I do not, by any means, advocate the smoking of pot— indeed I discourage it with the same zest that I discourage smoking, insobriety and gluttony. The law, however, does not arrest you for these things and neither should it for smoking a joint. It is true that studies have shown that marijuana is addictive for 10 percent of users, but this is still less than the 15 percent who get addicted to alcohol and the 32 percent addicted to smoking tobacco. Moreover, legalizing marijuana will place it under the aegis of the FDA, dramatically decreasing the risk of contamination. In the short term, legalizing marijuana will most likely increase its use, but whether it will do so in the long run is very much in doubt. There is, after all, something in human nature about our compulsion to taste the forbidden fruit because it is forbidden. That’s how Adam and Eve got the human race into this terrible mess in the first place. The fact is marijuana, if legalized, will undoubtedly be subject to the same supply and demand market forces as other commodities and the velocity of its use will ultimately be governed by the price structure.

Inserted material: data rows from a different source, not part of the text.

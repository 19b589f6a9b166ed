//! Closed registry of envelope message kinds.
//!
//! Both ends of the bus compile against the same registry; there is no
//! capability negotiation. Wire tags are dense integers in declaration
//! order, so a new kind must be appended and shipped to both sides at once.
//!
//! Kinds come in three families. [`RequestKind`] names a two-way exchange
//! and owns both of its wire kinds, which makes the request/return pairing a
//! property of the type rather than a table that can drift. [`NotifyKind`]
//! names a one-way message. [`MessageKind`] is the flat wire-level view.

use std::fmt;

use serde::{Deserialize, Serialize};
use strum::{Display, EnumString};
use thiserror::Error;

/// Every message kind the bus can carry, tagged with its wire integer.
#[derive(
    Debug, Clone, Copy, PartialEq, Eq, Hash, PartialOrd, Ord, Display, EnumString, Serialize,
    Deserialize,
)]
#[strum(serialize_all = "SCREAMING_SNAKE_CASE")]
#[serde(try_from = "u64", into = "u8")]
#[repr(u8)]
pub enum MessageKind {
    /// Editor asks the host which language it is editing.
    RequestLanguage = 0,
    /// Host answers [`MessageKind::RequestLanguage`].
    ReturnLanguage = 1,
    /// Host asks the editor to initialise against an origin and bus id.
    RequestInit = 2,
    /// Editor acknowledges [`MessageKind::RequestInit`].
    ReturnInit = 3,
    /// Either side asks the other for the current document content.
    RequestContent = 4,
    /// Answers [`MessageKind::RequestContent`].
    ReturnContent = 5,
    /// Editor reports that the supplied content could not be loaded.
    NotifySetContentError = 6,
    /// Editor reports a change of its dirty flag.
    NotifyDirtyIndicatorChange = 7,
    /// Editor reports that it finished loading.
    NotifyReady = 8,
    /// Editor asks the host for the content of a workspace resource.
    RequestResourceContent = 9,
    /// Host answers [`MessageKind::RequestResourceContent`].
    ReturnResourceContent = 10,
    /// Editor asks the host to list workspace resources.
    RequestResourceList = 11,
    /// Host answers [`MessageKind::RequestResourceList`].
    ReturnResourceList = 12,
    /// Host asks the editor for a rendered preview.
    RequestPreview = 13,
    /// Editor answers [`MessageKind::RequestPreview`].
    ReturnPreview = 14,
    /// Host tells the editor to undo.
    NotifyEditorUndo = 15,
    /// Host tells the editor to redo.
    NotifyEditorRedo = 16,
    /// Editor reports a new edit on its undo stack.
    NotifyEditorNewEdit = 17,
    /// Editor asks the host to open another file.
    NotifyEditorOpenFile = 18,
    /// Editor reports an undo/redo command it executed on its own.
    NotifyStateControlCommandUpdate = 19,
    /// Host forwards a keyboard event captured outside the editor.
    NotifyChannelKeyboardEvent = 20,
    /// Editor reports a user interaction relevant to a guided tour.
    NotifyGuidedTourUserInteraction = 21,
    /// Editor registers a guided tour tutorial with the host.
    NotifyGuidedTourRegisterTutorial = 22,
    /// Host asks the editor where a tour target element is on screen.
    RequestGuidedTourElementPosition = 23,
    /// Editor answers [`MessageKind::RequestGuidedTourElementPosition`].
    ReturnGuidedTourElementPosition = 24,
}

impl MessageKind {
    /// All kinds in wire-tag order.
    pub const ALL: [Self; 25] = [
        Self::RequestLanguage,
        Self::ReturnLanguage,
        Self::RequestInit,
        Self::ReturnInit,
        Self::RequestContent,
        Self::ReturnContent,
        Self::NotifySetContentError,
        Self::NotifyDirtyIndicatorChange,
        Self::NotifyReady,
        Self::RequestResourceContent,
        Self::ReturnResourceContent,
        Self::RequestResourceList,
        Self::ReturnResourceList,
        Self::RequestPreview,
        Self::ReturnPreview,
        Self::NotifyEditorUndo,
        Self::NotifyEditorRedo,
        Self::NotifyEditorNewEdit,
        Self::NotifyEditorOpenFile,
        Self::NotifyStateControlCommandUpdate,
        Self::NotifyChannelKeyboardEvent,
        Self::NotifyGuidedTourUserInteraction,
        Self::NotifyGuidedTourRegisterTutorial,
        Self::RequestGuidedTourElementPosition,
        Self::ReturnGuidedTourElementPosition,
    ];

    /// Integer written to the `type` field on the wire.
    #[must_use]
    pub const fn tag(self) -> u8 {
        self as u8
    }

    /// Classifies the kind into its family.
    #[must_use]
    pub const fn family(self) -> MessageFamily {
        match self {
            Self::RequestLanguage => MessageFamily::Request(RequestKind::Language),
            Self::ReturnLanguage => MessageFamily::Return(RequestKind::Language),
            Self::RequestInit => MessageFamily::Request(RequestKind::Init),
            Self::ReturnInit => MessageFamily::Return(RequestKind::Init),
            Self::RequestContent => MessageFamily::Request(RequestKind::Content),
            Self::ReturnContent => MessageFamily::Return(RequestKind::Content),
            Self::RequestResourceContent => MessageFamily::Request(RequestKind::ResourceContent),
            Self::ReturnResourceContent => MessageFamily::Return(RequestKind::ResourceContent),
            Self::RequestResourceList => MessageFamily::Request(RequestKind::ResourceList),
            Self::ReturnResourceList => MessageFamily::Return(RequestKind::ResourceList),
            Self::RequestPreview => MessageFamily::Request(RequestKind::Preview),
            Self::ReturnPreview => MessageFamily::Return(RequestKind::Preview),
            Self::RequestGuidedTourElementPosition => {
                MessageFamily::Request(RequestKind::GuidedTourElementPosition)
            }
            Self::ReturnGuidedTourElementPosition => {
                MessageFamily::Return(RequestKind::GuidedTourElementPosition)
            }
            Self::NotifySetContentError => MessageFamily::Notify(NotifyKind::SetContentError),
            Self::NotifyDirtyIndicatorChange => {
                MessageFamily::Notify(NotifyKind::DirtyIndicatorChange)
            }
            Self::NotifyReady => MessageFamily::Notify(NotifyKind::Ready),
            Self::NotifyEditorUndo => MessageFamily::Notify(NotifyKind::EditorUndo),
            Self::NotifyEditorRedo => MessageFamily::Notify(NotifyKind::EditorRedo),
            Self::NotifyEditorNewEdit => MessageFamily::Notify(NotifyKind::EditorNewEdit),
            Self::NotifyEditorOpenFile => MessageFamily::Notify(NotifyKind::EditorOpenFile),
            Self::NotifyStateControlCommandUpdate => {
                MessageFamily::Notify(NotifyKind::StateControlCommandUpdate)
            }
            Self::NotifyChannelKeyboardEvent => {
                MessageFamily::Notify(NotifyKind::ChannelKeyboardEvent)
            }
            Self::NotifyGuidedTourUserInteraction => {
                MessageFamily::Notify(NotifyKind::GuidedTourUserInteraction)
            }
            Self::NotifyGuidedTourRegisterTutorial => {
                MessageFamily::Notify(NotifyKind::GuidedTourRegisterTutorial)
            }
        }
    }

    /// Whether envelopes of this kind must carry a correlation id.
    #[must_use]
    pub const fn is_correlated(self) -> bool {
        !matches!(self.family(), MessageFamily::Notify(_))
    }
}

impl From<MessageKind> for u8 {
    fn from(kind: MessageKind) -> Self {
        kind.tag()
    }
}

impl TryFrom<u64> for MessageKind {
    type Error = UnknownMessageKind;

    fn try_from(tag: u64) -> Result<Self, Self::Error> {
        Self::ALL
            .iter()
            .copied()
            .find(|kind| u64::from(kind.tag()) == tag)
            .ok_or(UnknownMessageKind { tag })
    }
}

/// Raised when a wire tag does not name a registered kind.
#[derive(Debug, Clone, Copy, PartialEq, Eq, Error)]
#[error("unknown message type tag {tag}")]
pub struct UnknownMessageKind {
    /// Tag found on the wire.
    pub tag: u64,
}

/// Family a [`MessageKind`] belongs to.
#[derive(Debug, Clone, Copy, PartialEq, Eq, Hash)]
pub enum MessageFamily {
    /// Opens a request/return exchange.
    Request(RequestKind),
    /// Closes the exchange opened by the contained request kind.
    Return(RequestKind),
    /// One-way message with no reply.
    Notify(NotifyKind),
}

/// Two-way exchanges. Each variant owns one request and one return kind.
#[derive(Debug, Clone, Copy, PartialEq, Eq, Hash, PartialOrd, Ord)]
pub enum RequestKind {
    /// Language lookup.
    Language,
    /// Editor initialisation handshake.
    Init,
    /// Current document content.
    Content,
    /// Content of one workspace resource.
    ResourceContent,
    /// Listing of workspace resources.
    ResourceList,
    /// Rendered preview of the document.
    Preview,
    /// On-screen position of a guided tour target.
    GuidedTourElementPosition,
}

impl RequestKind {
    /// All request kinds in wire order.
    pub const ALL: [Self; 7] = [
        Self::Language,
        Self::Init,
        Self::Content,
        Self::ResourceContent,
        Self::ResourceList,
        Self::Preview,
        Self::GuidedTourElementPosition,
    ];

    /// Wire kind that opens this exchange.
    #[must_use]
    pub const fn request_kind(self) -> MessageKind {
        match self {
            Self::Language => MessageKind::RequestLanguage,
            Self::Init => MessageKind::RequestInit,
            Self::Content => MessageKind::RequestContent,
            Self::ResourceContent => MessageKind::RequestResourceContent,
            Self::ResourceList => MessageKind::RequestResourceList,
            Self::Preview => MessageKind::RequestPreview,
            Self::GuidedTourElementPosition => MessageKind::RequestGuidedTourElementPosition,
        }
    }

    /// Wire kind that answers this exchange.
    #[must_use]
    pub const fn return_kind(self) -> MessageKind {
        match self {
            Self::Language => MessageKind::ReturnLanguage,
            Self::Init => MessageKind::ReturnInit,
            Self::Content => MessageKind::ReturnContent,
            Self::ResourceContent => MessageKind::ReturnResourceContent,
            Self::ResourceList => MessageKind::ReturnResourceList,
            Self::Preview => MessageKind::ReturnPreview,
            Self::GuidedTourElementPosition => MessageKind::ReturnGuidedTourElementPosition,
        }
    }
}

impl fmt::Display for RequestKind {
    fn fmt(&self, formatter: &mut fmt::Formatter<'_>) -> fmt::Result {
        fmt::Display::fmt(&self.request_kind(), formatter)
    }
}

/// One-way message kinds.
#[derive(Debug, Clone, Copy, PartialEq, Eq, Hash, PartialOrd, Ord)]
pub enum NotifyKind {
    /// Content could not be applied by the editor.
    SetContentError,
    /// Dirty flag changed.
    DirtyIndicatorChange,
    /// Editor finished loading.
    Ready,
    /// Undo requested by the host.
    EditorUndo,
    /// Redo requested by the host.
    EditorRedo,
    /// Editor pushed a new edit.
    EditorNewEdit,
    /// Editor wants another file opened.
    EditorOpenFile,
    /// Editor ran an undo/redo command itself.
    StateControlCommandUpdate,
    /// Keyboard event forwarded by the host.
    ChannelKeyboardEvent,
    /// Guided tour interaction.
    GuidedTourUserInteraction,
    /// Guided tour tutorial registration.
    GuidedTourRegisterTutorial,
}

impl NotifyKind {
    /// All notify kinds in wire order.
    pub const ALL: [Self; 11] = [
        Self::SetContentError,
        Self::DirtyIndicatorChange,
        Self::Ready,
        Self::EditorUndo,
        Self::EditorRedo,
        Self::EditorNewEdit,
        Self::EditorOpenFile,
        Self::StateControlCommandUpdate,
        Self::ChannelKeyboardEvent,
        Self::GuidedTourUserInteraction,
        Self::GuidedTourRegisterTutorial,
    ];

    /// Wire kind carrying this notification.
    #[must_use]
    pub const fn message_kind(self) -> MessageKind {
        match self {
            Self::SetContentError => MessageKind::NotifySetContentError,
            Self::DirtyIndicatorChange => MessageKind::NotifyDirtyIndicatorChange,
            Self::Ready => MessageKind::NotifyReady,
            Self::EditorUndo => MessageKind::NotifyEditorUndo,
            Self::EditorRedo => MessageKind::NotifyEditorRedo,
            Self::EditorNewEdit => MessageKind::NotifyEditorNewEdit,
            Self::EditorOpenFile => MessageKind::NotifyEditorOpenFile,
            Self::StateControlCommandUpdate => MessageKind::NotifyStateControlCommandUpdate,
            Self::ChannelKeyboardEvent => MessageKind::NotifyChannelKeyboardEvent,
            Self::GuidedTourUserInteraction => MessageKind::NotifyGuidedTourUserInteraction,
            Self::GuidedTourRegisterTutorial => MessageKind::NotifyGuidedTourRegisterTutorial,
        }
    }
}

impl From<NotifyKind> for MessageKind {
    fn from(kind: NotifyKind) -> Self {
        kind.message_kind()
    }
}

impl fmt::Display for NotifyKind {
    fn fmt(&self, formatter: &mut fmt::Formatter<'_>) -> fmt::Result {
        fmt::Display::fmt(&self.message_kind(), formatter)
    }
}
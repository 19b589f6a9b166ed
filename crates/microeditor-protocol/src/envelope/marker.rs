//! Error marker carried in the payload of a failed return.
//!
//! A request that could not be answered still gets exactly one return. Its
//! `data` is the single-key object below instead of the expected payload:
//!
//! ```text
//! { "envelopeError": { "kind": "handler_error", "message": "..." } }
//! ```

use serde::{Deserialize, Serialize};
use serde_json::{Map, Value, json};
use strum::Display;

use crate::kind::RequestKind;

const MARKER_FIELD: &str = "envelopeError";

/// Why the remote side could not answer a request.
#[derive(Debug, Clone, Copy, PartialEq, Eq, Serialize, Deserialize, Display)]
#[serde(rename_all = "snake_case")]
#[strum(serialize_all = "snake_case")]
pub enum ReturnErrorKind {
    /// The registered handler failed.
    HandlerError,
    /// No handler was registered for the request kind.
    UnhandledRequest,
}

/// Error description sent back in place of a return payload.
#[derive(Debug, Clone, PartialEq, Eq, Serialize, Deserialize)]
pub struct ReturnError {
    kind: ReturnErrorKind,
    message: String,
}

impl ReturnError {
    /// Marks a failure raised by the request handler.
    #[must_use]
    pub fn handler_error(message: impl Into<String>) -> Self {
        Self {
            kind: ReturnErrorKind::HandlerError,
            message: message.into(),
        }
    }

    /// Marks a request that no handler was registered for.
    #[must_use]
    pub fn unhandled(kind: RequestKind) -> Self {
        Self {
            kind: ReturnErrorKind::UnhandledRequest,
            message: format!("no handler registered for {kind}"),
        }
    }

    /// Category of the failure.
    #[must_use]
    pub const fn kind(&self) -> ReturnErrorKind {
        self.kind
    }

    /// Human-readable description.
    #[must_use]
    pub const fn message(&self) -> &str {
        self.message.as_str()
    }

    /// Encodes the marker as a return payload.
    #[must_use]
    pub fn into_data(self) -> Value {
        json!({ MARKER_FIELD: self })
    }
}

/// Interpretation of a received return payload.
#[derive(Debug, Clone, PartialEq)]
pub enum ReturnPayload {
    /// The requested value, absent for unit returns.
    Value(Option<Value>),
    /// The remote side failed to answer.
    Error(ReturnError),
}

impl ReturnPayload {
    /// Classifies a return's `data`.
    ///
    /// Only an object whose single key is the marker field, holding a valid
    /// marker, is treated as an error. Anything else is a value.
    #[must_use]
    pub fn from_data(data: Option<Value>) -> Self {
        match data {
            Some(Value::Object(object)) => match marker_in(&object) {
                Some(error) => Self::Error(error),
                None => Self::Value(Some(Value::Object(object))),
            },
            other => Self::Value(other),
        }
    }
}

fn marker_in(object: &Map<String, Value>) -> Option<ReturnError> {
    if object.len() != 1 {
        return None;
    }
    let marker = object.get(MARKER_FIELD)?;
    serde_json::from_value(marker.clone()).ok()
}
//! Error types surfaced by the envelope bus.
//!
//! [`BusError`] is `Clone` so a single cause, such as disposal, can be
//! delivered to every outstanding request at once.

use std::sync::Arc;
use std::time::Duration;

use microeditor_protocol::{
    CorrelationId, EnvelopeError, MessageKind, RequestKind, ReturnError, ReturnErrorKind,
};
use thiserror::Error;

/// Errors returned to callers of the bus.
#[derive(Debug, Clone, Error)]
pub enum BusError {
    /// Received data failed structural validation.
    #[error(transparent)]
    MalformedEnvelope(#[from] EnvelopeError),

    /// No return arrived before the request deadline.
    #[error("request {kind} ({id}) timed out after {}ms", .timeout.as_millis())]
    RequestTimeout {
        /// Kind of the request.
        kind: RequestKind,
        /// Correlation id of the request.
        id: CorrelationId,
        /// Deadline that elapsed.
        timeout: Duration,
    },

    /// The bus was disposed before or while the request was outstanding.
    #[error("envelope bus has been disposed")]
    BusDisposed,

    /// The remote side has no handler for the request kind.
    #[error("remote side has no handler for {kind}: {message}")]
    UnhandledRequest {
        /// Kind of the request.
        kind: RequestKind,
        /// Description sent by the remote side.
        message: String,
    },

    /// The remote handler failed while producing the return.
    #[error("remote handler for {kind} failed: {message}")]
    HandlerError {
        /// Kind of the request.
        kind: RequestKind,
        /// Description sent by the remote side.
        message: String,
    },

    /// The transport refused the outgoing envelope.
    #[error("transport failed: {0}")]
    Transport(#[from] TransportError),

    /// A typed payload could not be converted to or from JSON.
    #[error("payload of {kind} could not be converted: {source}")]
    Payload {
        /// Wire kind whose payload failed.
        kind: MessageKind,
        /// Underlying serde error.
        #[source]
        source: Arc<serde_json::Error>,
    },

    /// The editor never answered the initialisation handshake.
    #[error("editor did not answer initialisation after {attempts} attempts")]
    InitPollingExhausted {
        /// Attempts that were made.
        attempts: u32,
    },
}

impl BusError {
    /// Wraps a serde failure for the payload of `kind`.
    #[must_use]
    pub fn payload(kind: MessageKind, source: serde_json::Error) -> Self {
        Self::Payload {
            kind,
            source: Arc::new(source),
        }
    }

    /// Converts an error marker received in a return.
    #[must_use]
    pub fn from_return_error(kind: RequestKind, error: &ReturnError) -> Self {
        let message = error.message().to_owned();
        match error.kind() {
            ReturnErrorKind::HandlerError => Self::HandlerError { kind, message },
            ReturnErrorKind::UnhandledRequest => Self::UnhandledRequest { kind, message },
        }
    }
}

/// Failure reported by a registered handler.
///
/// Request handler failures travel back to the requester as an error
/// return; notify handler failures are logged and do not stop the remaining
/// handlers.
#[derive(Debug, Clone, Error)]
#[error("{message}")]
pub struct HandlerFailure {
    message: String,
}

impl HandlerFailure {
    /// Builds a failure with the given description.
    #[must_use]
    pub fn new(message: impl Into<String>) -> Self {
        Self {
            message: message.into(),
        }
    }

    /// Human-readable description.
    #[must_use]
    pub const fn message(&self) -> &str {
        self.message.as_str()
    }
}

impl From<serde_json::Error> for HandlerFailure {
    fn from(error: serde_json::Error) -> Self {
        Self::new(error.to_string())
    }
}

/// Errors raised by a [`Transport`](crate::Transport) while sending.
#[derive(Debug, Clone, PartialEq, Eq, Error)]
pub enum TransportError {
    /// The other side is gone.
    #[error("transport channel is closed")]
    Closed,

    /// The transport refused the value.
    #[error("transport rejected the message: {message}")]
    Rejected {
        /// Reason given by the transport.
        message: String,
    },
}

Legalization will frighten some parents; but in truth marijuana is so portable and concealable that anyone who wants it can have it. The upside is that legalization will almost certainly reduce crime, including serious crime, because law enforcement will allot these now unused resources that battled drugs to other problems. While studies are still inconclusive and unsettled, from a health standpoint marijuana does not appear to have as many pulmonary risks as smoking cigarettes in that it doesn’t appear to increase the prospect of lung cancer. It can be addictive, as I noted above, but not as potently so as the misuse of alcohol, sex and gambling, which can as easily and irreparably ruin lives. Nor does it trigger the same violent withdrawal reactions as other substances when the body is deprived of its chemicals, to say nothing of sex and gambling. Whether it will increase the risk for users to move on to harder stuff really depends on the individual’s particular predispositions and not the result of some knee-jerk, automatic response.

Marijuana cannot be looked upon with indifference; indeed the proposition to legalize marijuana for medicinal purposes was recently shot down by voters in liberal California. Nevertheless, I’m convinced that its wholesale prohibition is an injudicious attempt to force results where none have ever, or could ever exist. The legalization of marijuana is not a paradigm of enlightened public policy, only a cautiously practical one. The law cannot be proscriptive for every folly of human behavior; for too long we have operated under the shadow of misconception that the laws we must obey are doing more good than harm and that the benefits have outweighed the costs. Forbearance from its use should be encouraged in the event of decriminalization, but subservience to the disproven, desiccated doctrine that we are advancing our cause by criminalizing marijuana is but another bouquet to backwardness. To act upon evidence without doctrinal illusion or disillusion; to see things clearly for what they are and not as we wish it to be is not only the way-station to political maturity but nothing less than a protocol of statesmanship in confronting an often unruly and inflexible world.